Basic difference is "adduser" will create home directory & add skeleton files to that directory where "useradd" wont create any home directory & skeleton files !

adduser try :

Adding user `try' ...
Adding new group `try' (1001) ...
Adding new user `try' (1001) with group `try' ...
Creating home directory `/home/try' ...
Copying files from `/etc/skel' ...
Enter new UNIX password:
Retype new UNIX password:
passwd: password updated successfully
Changing the user information for try
Enter the new value, or press ENTER for the default
        Full Name []:
        Room Number []:
        Work Phone []:
        Home Phone []:
        Other []:
Is the information correct? [Y/n] y

useradd try1 :

# ll /home/
total 20
drwxr-xr-x  5 root    root    4096 Oct 26 15:52 ./
drwxr-xr-x 22 root    root    4096 Oct 26 15:47 ../
drwx------  8 ashishk ashishk 4096 Oct 26 15:50 ashishk/
drwxr-xr-x  3 root    root    4096 Oct 14 13:02 .ecryptfs/
drwxr-xr-x  2 try     try     4096 Oct 26 15:52 try/

The biggest different between using adduser and useradd is:

  • With adduser command, the home folder for the user will be created as default.
  • With useradd command, there is no home folder for the user.

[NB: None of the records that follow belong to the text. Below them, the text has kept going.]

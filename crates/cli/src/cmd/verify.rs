use alloy_primitives::B256;
use anyhow::{Context, Result};
use clap::Args;
use claimtree_core::EMPTY_NODE_VALUE;
use claimtree_service::config::Config;
use claimtree_smt::{check_proof, Proof};

#[derive(Debug, Args)]
pub struct VerifyArgs {
    /// Root the proof is checked against
    #[arg(long)]
    pub root: B256,

    /// Hex-encoded proof
    #[arg(long)]
    pub proof: String,

    /// Index hash of the claim
    #[arg(long)]
    pub hi: B256,

    /// Total hash of the claim; omit to check non-existence
    #[arg(long)]
    pub ht: Option<B256>,

    /// Tree levels (defaults to the configured identity tree levels)
    #[arg(long)]
    pub levels: Option<usize>,
}

pub fn run(args: VerifyArgs, config: &Config) -> Result<()> {
    let proof = Proof::from_hex(&args.proof).context("Failed to decode proof")?;
    let ht = args.ht.unwrap_or(EMPTY_NODE_VALUE);
    let levels = args.levels.unwrap_or(config.tree.levels);

    if !check_proof(&args.root, &proof, &args.hi, &ht, levels) {
        anyhow::bail!("Proof does not verify against root {}", args.root);
    }

    if ht == EMPTY_NODE_VALUE {
        println!("OK: {} is absent", args.hi);
    } else {
        println!("OK: {} holds {}", args.hi, ht);
    }
    Ok(())
}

So I suggest you to use adduser instead of using useradd.


I'll also point out that adduser does not always have the -M option and also does not respect the --system flag which specifically says:

Note that useradd will not create a home directory for such an user, regardless of the default setting in /etc/login.defs (CREATE_HOME). You have to specify the -m options if you want a home directory for a system account to be created.

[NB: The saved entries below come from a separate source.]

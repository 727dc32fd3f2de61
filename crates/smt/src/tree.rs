//! Sparse Merkle Tree - the main tree structure.

use alloy_primitives::B256;
use claimtree_core::constants::{EMPTY_NODE_VALUE, MAX_TREE_LEVELS, ROOT_KEY};
use claimtree_core::hashing::{compute_claim_key, compute_middle_hash};
use claimtree_core::ClaimEncoding;
use tracing::{debug, info, warn};

use crate::error::{Result, SmtError};
use crate::node::{first_divergence, leaf_hash_at, path_bit, Node};
use crate::proof::{AuxLeaf, Proof};
use crate::store::NodeStore;

/// Where a walk from the root towards an index hash stopped.
#[derive(Debug)]
struct Path {
    /// Sibling hash per depth above `depth`
    siblings: Vec<B256>,
    /// Depth of the node the walk ended on
    depth: usize,
    /// `Empty` or `Leaf`
    end: Node,
}

/// A fixed-depth Sparse Merkle Tree over a content-addressed node store.
///
/// Maps claim index hashes (`hi`) to total hashes (`ht`). Nodes are only ever
/// added to the store, so every root the tree has had stays provable for as
/// long as the store retains its nodes.
///
/// `add` takes `&mut self` and is the single writer; proof generation takes
/// `&self` and may run from several threads at once.
///
/// # Examples
///
/// ```
/// use claimtree_core::{Address, AuthorizeKSignClaim, ClaimEncoding, EMPTY_NODE_VALUE};
/// use claimtree_smt::{check_proof, MemoryStore, Tree};
///
/// let mut tree = Tree::new(MemoryStore::new(), 140).unwrap();
/// let claim = AuthorizeKSignClaim::new_operational(Address::repeat_byte(0x11));
/// tree.add(&claim).unwrap();
///
/// let proof = tree.generate_proof(&claim.hi()).unwrap();
/// assert!(check_proof(&tree.root(), &proof, &claim.hi(), &claim.ht(), 140));
/// assert!(!check_proof(&tree.root(), &proof, &claim.hi(), &EMPTY_NODE_VALUE, 140));
/// ```
#[derive(Debug)]
pub struct Tree<S> {
    store: S,
    levels: usize,
    root: B256,
}

impl<S: NodeStore> Tree<S> {
    /// Create a tree with an empty root over `store`.
    ///
    /// `levels` counts the bottom leaf level, so the tree branches on
    /// `levels - 1` bits of each index hash.
    pub fn new(store: S, levels: usize) -> Result<Self> {
        validate_levels(levels)?;
        Ok(Self {
            store,
            levels,
            root: EMPTY_NODE_VALUE,
        })
    }

    /// Re-open a tree over `store`, resuming at its persisted root.
    pub fn open(store: S, levels: usize) -> Result<Self> {
        validate_levels(levels)?;
        let root = match store.get(&ROOT_KEY)? {
            Some(bytes) if bytes.len() == 32 => B256::from_slice(&bytes),
            Some(bytes) => {
                return Err(SmtError::CorruptNode {
                    hash: ROOT_KEY,
                    reason: format!("root pointer has {} bytes", bytes.len()),
                })
            }
            None => EMPTY_NODE_VALUE,
        };
        debug!(levels, root = %root, "Opened tree");
        Ok(Self {
            store,
            levels,
            root,
        })
    }

    /// Current root.
    pub fn root(&self) -> B256 {
        self.root
    }

    /// Number of levels.
    pub fn levels(&self) -> usize {
        self.levels
    }

    /// Borrow the node store.
    pub fn store(&self) -> &S {
        &self.store
    }

    /// Consume the tree, returning its store.
    pub fn into_store(self) -> S {
        self.store
    }

    /// Insert a claim at its index hash and store its bytes.
    ///
    /// Returns the new root. Fails with [`SmtError::DuplicateEntry`] when a
    /// leaf already sits at the claim's index hash.
    pub fn add<C: ClaimEncoding + ?Sized>(&mut self, claim: &C) -> Result<B256> {
        let hi = claim.hi();
        let ht = claim.ht();
        // Claim bytes go in before any node so a failed write leaves the tree unchanged
        self.store.put(compute_claim_key(&ht), claim.to_bytes())?;
        self.add_leaf(hi, ht)
    }

    /// Insert a raw `hi -> ht` leaf. Returns the new root.
    ///
    /// The root only moves once the root pointer is persisted; on a store
    /// error the tree stays at its previous root and the insert can be retried.
    pub fn add_leaf(&mut self, hi: B256, ht: B256) -> Result<B256> {
        if ht == EMPTY_NODE_VALUE {
            return Err(SmtError::EmptyLeafValue);
        }

        let path = self.walk(self.root, &hi)?;

        let mut node = match path.end {
            Node::Leaf {
                hi: existing_hi,
                ht: existing_ht,
            } => {
                if existing_hi == hi {
                    warn!(hi = %hi, "Rejected duplicate entry");
                    return Err(SmtError::DuplicateEntry(hi));
                }
                self.push_down(path.depth, hi, ht, existing_hi, existing_ht)?
            }
            _ => self.put_leaf(path.depth, hi, ht)?,
        };

        for depth in (0..path.depth).rev() {
            let sibling = path.siblings[depth];
            node = if path_bit(&hi, depth) {
                self.put_middle(sibling, node)?
            } else {
                self.put_middle(node, sibling)?
            };
        }

        self.store.put(ROOT_KEY, node.to_vec())?;
        self.root = node;

        info!(hi = %hi, root = %node, depth = path.depth, "Added leaf");
        Ok(node)
    }

    /// Proof for `hi` against the current root.
    ///
    /// A leaf found where the path to `hi` diverges is folded into an
    /// ordinary sibling, so the proof never carries an auxiliary leaf.
    pub fn generate_proof(&self, hi: &B256) -> Result<Proof> {
        self.generate_proof_at(self.root, hi)
    }

    /// Proof for `hi` against a historical `root` of this tree.
    pub fn generate_proof_at(&self, root: B256, hi: &B256) -> Result<Proof> {
        let path = self.walk(root, hi)?;
        let mut siblings = path.siblings;

        if let Node::Leaf {
            hi: leaf_hi,
            ht: leaf_ht,
        } = path.end
        {
            if leaf_hi != *hi {
                let split = first_divergence(hi, &leaf_hi, path.depth, self.levels)
                    .ok_or(SmtError::PathCollision(*hi))?;
                siblings.resize(split, EMPTY_NODE_VALUE);
                siblings.push(leaf_hash_at(self.levels, split + 1, &leaf_hi, &leaf_ht));
            }
        }

        debug!(hi = %hi, root = %root, depth = path.depth, "Generated proof");
        Ok(Proof::new(siblings, None))
    }

    /// Proof for `hi` against the current root, reporting a divergent leaf
    /// as an auxiliary leaf instead of folding it into the siblings.
    pub fn generate_proof_with_aux(&self, hi: &B256) -> Result<Proof> {
        let path = self.walk(self.root, hi)?;

        let aux = match path.end {
            Node::Leaf {
                hi: leaf_hi,
                ht: leaf_ht,
            } if leaf_hi != *hi => {
                if first_divergence(hi, &leaf_hi, path.depth, self.levels).is_none() {
                    return Err(SmtError::PathCollision(*hi));
                }
                Some(AuxLeaf {
                    hi: leaf_hi,
                    ht: leaf_ht,
                })
            }
            _ => None,
        };

        debug!(hi = %hi, depth = path.depth, aux = aux.is_some(), "Generated proof");
        Ok(Proof::new(path.siblings, aux))
    }

    /// Total hash stored at `hi`, or the empty value when `hi` is absent.
    pub fn value_in_pos(&self, hi: &B256) -> Result<B256> {
        let path = self.walk(self.root, hi)?;
        Ok(match path.end {
            Node::Leaf {
                hi: leaf_hi,
                ht: leaf_ht,
            } if leaf_hi == *hi => leaf_ht,
            _ => EMPTY_NODE_VALUE,
        })
    }

    /// Full bytes of the claim added with total hash `ht`.
    pub fn claim_bytes(&self, ht: &B256) -> Result<Option<Vec<u8>>> {
        self.store.get(&compute_claim_key(ht))
    }

    /// Walk from `root` towards `hi` until an empty node or a leaf.
    fn walk(&self, root: B256, hi: &B256) -> Result<Path> {
        let mut siblings = Vec::new();
        let mut hash = root;
        let mut depth = 0;

        loop {
            if hash == EMPTY_NODE_VALUE {
                return Ok(Path {
                    siblings,
                    depth,
                    end: Node::Empty,
                });
            }

            match self.load(hash, depth)? {
                leaf @ Node::Leaf { .. } => {
                    return Ok(Path {
                        siblings,
                        depth,
                        end: leaf,
                    })
                }
                Node::Middle { left, right } => {
                    if path_bit(hi, depth) {
                        siblings.push(left);
                        hash = right;
                    } else {
                        siblings.push(right);
                        hash = left;
                    }
                }
                Node::Empty => {
                    return Err(SmtError::CorruptNode {
                        hash,
                        reason: "empty node stored".into(),
                    })
                }
            }

            depth += 1;
        }
    }

    /// Fetch and check the node rooting the subtree at `depth`.
    fn load(&self, hash: B256, depth: usize) -> Result<Node> {
        let bytes = self.store.get(&hash)?.ok_or_else(|| SmtError::CorruptNode {
            hash,
            reason: "missing from store".into(),
        })?;
        let node = Node::decode(hash, &bytes)?;

        if let Node::Middle { .. } = node {
            if depth + 1 >= self.levels {
                return Err(SmtError::CorruptNode {
                    hash,
                    reason: format!("middle node at leaf depth {}", depth),
                });
            }
        }
        if node.hash_at(self.levels, depth) != hash {
            return Err(SmtError::CorruptNode {
                hash,
                reason: format!("content does not hash to key at depth {}", depth),
            });
        }

        Ok(node)
    }

    /// Split the subtree at `depth` holding one leaf into one holding both.
    fn push_down(
        &mut self,
        depth: usize,
        hi: B256,
        ht: B256,
        existing_hi: B256,
        existing_ht: B256,
    ) -> Result<B256> {
        let split = first_divergence(&hi, &existing_hi, depth, self.levels)
            .ok_or(SmtError::PathCollision(hi))?;

        let new_leaf = self.put_leaf(split + 1, hi, ht)?;
        let old_leaf = self.put_leaf(split + 1, existing_hi, existing_ht)?;

        let mut node = if path_bit(&hi, split) {
            self.put_middle(old_leaf, new_leaf)?
        } else {
            self.put_middle(new_leaf, old_leaf)?
        };

        for d in (depth..split).rev() {
            node = if path_bit(&hi, d) {
                self.put_middle(EMPTY_NODE_VALUE, node)?
            } else {
                self.put_middle(node, EMPTY_NODE_VALUE)?
            };
        }

        Ok(node)
    }

    fn put_leaf(&mut self, depth: usize, hi: B256, ht: B256) -> Result<B256> {
        let hash = leaf_hash_at(self.levels, depth, &hi, &ht);
        self.put_node(hash, Node::Leaf { hi, ht })?;
        Ok(hash)
    }

    fn put_middle(&mut self, left: B256, right: B256) -> Result<B256> {
        let hash = compute_middle_hash(&left, &right);
        if hash != EMPTY_NODE_VALUE {
            self.put_node(hash, Node::Middle { left, right })?;
        }
        Ok(hash)
    }

    fn put_node(&mut self, hash: B256, node: Node) -> Result<()> {
        if let Some(bytes) = node.encode() {
            debug!(hash = %hash, "Storing node");
            self.store.put(hash, bytes)?;
        }
        Ok(())
    }
}

fn validate_levels(levels: usize) -> Result<()> {
    if !(2..=MAX_TREE_LEVELS).contains(&levels) {
        return Err(SmtError::InvalidLevels(levels));
    }
    Ok(())
}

If you're trying to create a system user without a home directory then use useradd --system -M.


Specifically, with useradd you should be more explicit as it doesn't e.g. create a home directory,you should use the -m option or the -p to set a password. Also another main difference is that useradd has different settings from adduser e.g. set a different shell for the user. In most distros useradd sets usr/bin/sh while adduser sets usr/bin/bash


The adduser interactive way to creates accounts and pwd with single command. Which can be only found in the Debian family distros.

Both adduser & useradd do the same functionality; with few differences in favour of adduser.

When creating a user with adduser it will automatically encrypt the user home directory ( with permission of 755 ).